Saved data entries:
/---
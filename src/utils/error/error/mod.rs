//! Error handling for the connector
//!
//! This module defines the error taxonomy shared by the permission source
//! adapter, the synthesis engine and the sync-pass orchestrator.

#![allow(missing_docs)]

mod conversions;
mod helpers;
mod types;

pub use types::{ConnectorError, RecordKind, Result};
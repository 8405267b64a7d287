//! Tests for the security API client

#[cfg(test)]
mod tests {
    use crate::client::{
        LEGACY_SECURITY_API_PATH, OpenSearchClient, PermissionSource, SECURITY_API_PATH,
    };
    use crate::config::{ConnectorConfig, HttpConfig};
    use crate::utils::error::{ConnectorError, RecordKind};
    use serde_json::json;
    use wiremock::matchers::{basic_auth, method, path};
    use wiremock::{Mock, MockServer, ResponseTemplate};

    fn config(server: &MockServer) -> ConnectorConfig {
        ConnectorConfig {
            address: server.uri(),
            username: "admin".to_string(),
            password: "s3cret".to_string(),
            http: HttpConfig {
                timeout_secs: 5,
                max_retries: 2,
                retry_base_delay_ms: 1,
                retry_max_delay_ms: 5,
                ..Default::default()
            },
            ..Default::default()
        }
    }

    async fn mount_root(server: &MockServer, distribution: &str) {
        Mock::given(method("GET"))
            .and(path("/"))
            .respond_with(ResponseTemplate::new(200).set_body_json(json!({
                "cluster_name": "test",
                "version": { "distribution": distribution, "number": "2.11.0" }
            })))
            .mount(server)
            .await;
    }

    #[tokio::test]
    async fn test_detects_opensearch_distribution() {
        let server = MockServer::start().await;
        mount_root(&server, "OpenSearch").await;

        let client = OpenSearchClient::connect(&config(&server)).await.unwrap();
        assert_eq!(client.api_path(), SECURITY_API_PATH);
    }

    #[tokio::test]
    async fn test_legacy_distribution_uses_opendistro_path() {
        let server = MockServer::start().await;
        Mock::given(method("GET"))
            .and(path("/"))
            .respond_with(
                ResponseTemplate::new(200).set_body_json(json!({ "version": { "number": "7.10.2" } })),
            )
            .mount(&server)
            .await;

        let client = OpenSearchClient::connect(&config(&server)).await.unwrap();
        assert_eq!(client.api_path(), LEGACY_SECURITY_API_PATH);
    }

    #[tokio::test]
    async fn test_detection_failure_keeps_default_path() {
        let server = MockServer::start().await;
        Mock::given(method("GET"))
            .and(path("/"))
            .respond_with(ResponseTemplate::new(401))
            .mount(&server)
            .await;

        let client = OpenSearchClient::connect(&config(&server)).await.unwrap();
        assert_eq!(client.api_path(), SECURITY_API_PATH);
    }

    #[tokio::test]
    async fn test_get_roles_sorted_with_names() {
        let server = MockServer::start().await;
        mount_root(&server, "opensearch").await;
        Mock::given(method("GET"))
            .and(path("/_plugins/_security/api/roles"))
            .and(basic_auth("admin", "s3cret"))
            .respond_with(ResponseTemplate::new(200).set_body_json(json!({
                "zeta": { "cluster_permissions": ["cluster_monitor"] },
                "alpha": {
                    "reserved": true,
                    "index_permissions": [{ "index_patterns": ["logs-*"], "allowed_actions": ["read"] }]
                }
            })))
            .expect(1)
            .mount(&server)
            .await;

        let client = OpenSearchClient::connect(&config(&server)).await.unwrap();
        let roles = client.get_roles().await.unwrap();

        let names: Vec<&str> = roles.iter().map(|r| r.name.as_str()).collect();
        assert_eq!(names, vec!["alpha", "zeta"]);
        assert!(roles[0].reserved);
        assert_eq!(roles[0].index_permissions[0].allowed_actions, vec!["read"]);
    }

    #[tokio::test]
    async fn test_get_role_unwraps_nested_record() {
        let server = MockServer::start().await;
        mount_root(&server, "opensearch").await;
        Mock::given(method("GET"))
            .and(path("/_plugins/_security/api/roles/analyst"))
            .respond_with(ResponseTemplate::new(200).set_body_json(json!({
                "analyst": { "cluster_permissions": ["cluster_monitor"] }
            })))
            .mount(&server)
            .await;

        let client = OpenSearchClient::connect(&config(&server)).await.unwrap();
        let role = client.get_role("analyst").await.unwrap();

        assert_eq!(role.name, "analyst");
        assert_eq!(role.cluster_permissions, vec!["cluster_monitor"]);
    }

    #[tokio::test]
    async fn test_missing_role_mapping_is_not_found() {
        let server = MockServer::start().await;
        mount_root(&server, "opensearch").await;
        Mock::given(method("GET"))
            .and(path("/_plugins/_security/api/rolesmapping/analyst"))
            .respond_with(ResponseTemplate::new(404).set_body_json(json!({
                "status": "NOT_FOUND",
                "message": "Resource 'analyst' not found."
            })))
            .expect(1)
            .mount(&server)
            .await;

        let client = OpenSearchClient::connect(&config(&server)).await.unwrap();
        let err = client.get_role_mapping("analyst").await.unwrap_err();

        assert!(err.is_not_found(RecordKind::RoleMapping));
    }

    #[tokio::test]
    async fn test_record_absent_from_body_is_not_found() {
        let server = MockServer::start().await;
        mount_root(&server, "opensearch").await;
        Mock::given(method("GET"))
            .and(path("/_plugins/_security/api/roles/analyst"))
            .respond_with(ResponseTemplate::new(200).set_body_json(json!({})))
            .mount(&server)
            .await;

        let client = OpenSearchClient::connect(&config(&server)).await.unwrap();
        let err = client.get_role("analyst").await.unwrap_err();

        assert!(err.is_not_found(RecordKind::Role));
    }

    #[tokio::test]
    async fn test_unauthorized_is_not_retried() {
        let server = MockServer::start().await;
        mount_root(&server, "opensearch").await;
        Mock::given(method("GET"))
            .and(path("/_plugins/_security/api/internalusers"))
            .respond_with(ResponseTemplate::new(401))
            .expect(1)
            .mount(&server)
            .await;

        let client = OpenSearchClient::connect(&config(&server)).await.unwrap();
        let err = client.get_users().await.unwrap_err();

        assert!(matches!(err, ConnectorError::Unauthorized(_)));
    }

    #[tokio::test]
    async fn test_transient_failure_is_retried() {
        let server = MockServer::start().await;
        mount_root(&server, "opensearch").await;
        Mock::given(method("GET"))
            .and(path("/_plugins/_security/api/rolesmapping"))
            .respond_with(ResponseTemplate::new(503).set_body_string("unavailable"))
            .up_to_n_times(1)
            .expect(1)
            .mount(&server)
            .await;
        Mock::given(method("GET"))
            .and(path("/_plugins/_security/api/rolesmapping"))
            .respond_with(ResponseTemplate::new(200).set_body_json(json!({
                "analyst": { "backend_roles": ["data-team"], "users": ["alice"] }
            })))
            .expect(1)
            .mount(&server)
            .await;

        let client = OpenSearchClient::connect(&config(&server)).await.unwrap();
        let mappings = client.get_role_mappings().await.unwrap();

        assert_eq!(mappings.len(), 1);
        assert_eq!(mappings[0].name, "analyst");
        assert_eq!(mappings[0].users, vec!["alice"]);
    }

    #[tokio::test]
    async fn test_server_error_surfaces_after_retries() {
        let server = MockServer::start().await;
        mount_root(&server, "opensearch").await;
        Mock::given(method("GET"))
            .and(path("/_plugins/_security/api/roles"))
            .respond_with(ResponseTemplate::new(502).set_body_string("bad gateway"))
            .expect(3)
            .mount(&server)
            .await;

        let client = OpenSearchClient::connect(&config(&server)).await.unwrap();
        let err = client.get_roles().await.unwrap_err();

        assert!(matches!(err, ConnectorError::Api { status: 502, .. }));
    }

    #[tokio::test]
    async fn test_internal_users_keyed_by_username() {
        let server = MockServer::start().await;
        mount_root(&server, "opensearch").await;
        Mock::given(method("GET"))
            .and(path("/_plugins/_security/api/internalusers"))
            .respond_with(ResponseTemplate::new(200).set_body_json(json!({
                "bob": { "backend_roles": ["ops"], "attributes": { "team": "sre" } },
                "alice": { "description": "analyst" }
            })))
            .mount(&server)
            .await;

        let client = OpenSearchClient::connect(&config(&server)).await.unwrap();
        let users = client.get_users().await.unwrap();

        assert_eq!(users[0].username, "alice");
        assert_eq!(users[1].username, "bob");
        assert_eq!(users[1].attributes["team"], json!("sre"));
    }

    #[test]
    fn test_invalid_address_rejected() {
        let config = ConnectorConfig {
            address: "mailto:admin@example.com".to_string(),
            ..Default::default()
        };
        assert!(OpenSearchClient::new(&config).is_err());
    }
}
\---
— TASK BRIEF —
Where the records above contain a line with "let config = ConnectorConfig", repeat that line and each later line through the end, exactly, and nothing more.

— REPLY —
        let config = ConnectorConfig {
            address: "mailto:admin@example.com".to_string(),
            ..Default::default()
        };
        assert!(OpenSearchClient::new(&config).is_err());
    }
}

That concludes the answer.